··· Material provided

//! Monthly summary analytics over stored transactions.
//!
//! Pure functions: callers pass the transaction slice and a reference date,
//! nothing here touches storage or the clock.

use std::collections::HashMap;

use chrono::{Datelike, NaiveDate};
use serde::Serialize;

use crate::category::Category;
use crate::time::{month_of, months_back, previous_month};
use crate::transaction::Transaction;

/// Income/expense totals for one calendar month.
#[derive(Debug, Clone, Copy, PartialEq, Default, Serialize)]
pub struct MonthTotals {
    pub income: f64,
    pub expenses: f64,
}

impl MonthTotals {
    pub fn net(&self) -> f64 {
        self.income - self.expenses
    }

    /// Percent of income kept; 0 when there is no income.
    pub fn savings_rate(&self) -> f64 {
        if self.income > 0.0 {
            self.net() / self.income * 100.0
        } else {
            0.0
        }
    }
}

/// One point of the trailing monthly series.
#[derive(Debug, Clone, Copy, PartialEq, Serialize)]
pub struct MonthPoint {
    pub year: i32,
    pub month: u32,
    pub income: f64,
    pub expenses: f64,
}

/// Current-month dashboard numbers, with growth vs the previous month.
#[derive(Debug, Clone, PartialEq, Serialize)]
pub struct FinancialStats {
    pub total_income: f64,
    pub total_expenses: f64,
    pub net_income: f64,
    pub savings_rate: f64,
    pub income_growth: f64,
    pub expense_growth: f64,
    pub net_growth: f64,
    pub top_category: Option<Category>,
}

fn in_month(tx: &Transaction, year: i32, month: u32) -> bool {
    tx.date.year() == year && tx.date.month() == month
}

/// Sum income and expenses for one calendar month.
pub fn month_totals(txns: &[Transaction], year: i32, month: u32) -> MonthTotals {
    let mut totals = MonthTotals::default();
    for tx in txns.iter().filter(|t| in_month(t, year, month)) {
        if tx.is_income() {
            totals.income += tx.amount;
        } else {
            totals.expenses += tx.amount;
        }
    }
    totals
}

/// Percent change from `previous` to `current`; 0 when there is no baseline.
pub fn growth_pct(current: f64, previous: f64) -> f64 {
    if previous > 0.0 {
        (current - previous) / previous * 100.0
    } else {
        0.0
    }
}

/// Net-income growth divides by |previous| so a negative baseline still
/// yields a signed percentage.
pub fn net_growth_pct(current: f64, previous: f64) -> f64 {
    if previous != 0.0 {
        (current - previous) / previous.abs() * 100.0
    } else {
        0.0
    }
}

/// Trailing `n`-month series ending at (end_year, end_month), oldest first.
pub fn monthly_series(txns: &[Transaction], end_year: i32, end_month: u32, n: u32) -> Vec<MonthPoint> {
    (0..n)
        .rev()
        .map(|back| {
            let (year, month) = months_back(end_year, end_month, back);
            let totals = month_totals(txns, year, month);
            MonthPoint {
                year,
                month,
                income: totals.income,
                expenses: totals.expenses,
            }
        })
        .collect()
}

/// Per-category expense totals for one month, largest first.
pub fn category_breakdown(txns: &[Transaction], year: i32, month: u32) -> Vec<(Category, f64)> {
    let mut by_category: HashMap<Category, f64> = HashMap::new();
    for tx in txns.iter().filter(|t| t.is_expense() && in_month(t, year, month)) {
        *by_category.entry(tx.category).or_insert(0.0) += tx.amount;
    }
    let mut out: Vec<(Category, f64)> = by_category.into_iter().collect();
    out.sort_by(|a, b| b.1.partial_cmp(&a.1).unwrap().then(a.0.id().cmp(b.0.id())));
    out
}

/// Dashboard stats for the month containing `today`.
pub fn compute_stats(txns: &[Transaction], today: NaiveDate) -> FinancialStats {
    let (year, month) = month_of(today);
    let (prev_year, prev_month) = previous_month(year, month);

    let current = month_totals(txns, year, month);
    let previous = month_totals(txns, prev_year, prev_month);

    let top_category = category_breakdown(txns, year, month)
        .first()
        .map(|(cat, _)| *cat);

    FinancialStats {
        total_income: current.income,
        total_expenses: current.expenses,
        net_income: current.net(),
        savings_rate: current.savings_rate(),
        income_growth: growth_pct(current.income, previous.income),
        expense_growth: growth_pct(current.expenses, previous.expenses),
        net_growth: net_growth_pct(current.net(), previous.net()),
        top_category,
    }
}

······

* [What you are asked to do] Find every line above that contains the word "txns", and return each one.

* [Reply]
pub fn month_totals(txns: &[Transaction], year: i32, month: u32) -> MonthTotals {
    for tx in txns.iter().filter(|t| in_month(t, year, month)) {
pub fn monthly_series(txns: &[Transaction], end_year: i32, end_month: u32, n: u32) -> Vec<MonthPoint> {
            let totals = month_totals(txns, year, month);
pub fn category_breakdown(txns: &[Transaction], year: i32, month: u32) -> Vec<(Category, f64)> {
    for tx in txns.iter().filter(|t| t.is_expense() && in_month(t, year, month)) {
pub fn compute_stats(txns: &[Transaction], today: NaiveDate) -> FinancialStats {
    let current = month_totals(txns, year, month);
    let previous = month_totals(txns, prev_year, prev_month);
    let top_category = category_breakdown(txns, year, month)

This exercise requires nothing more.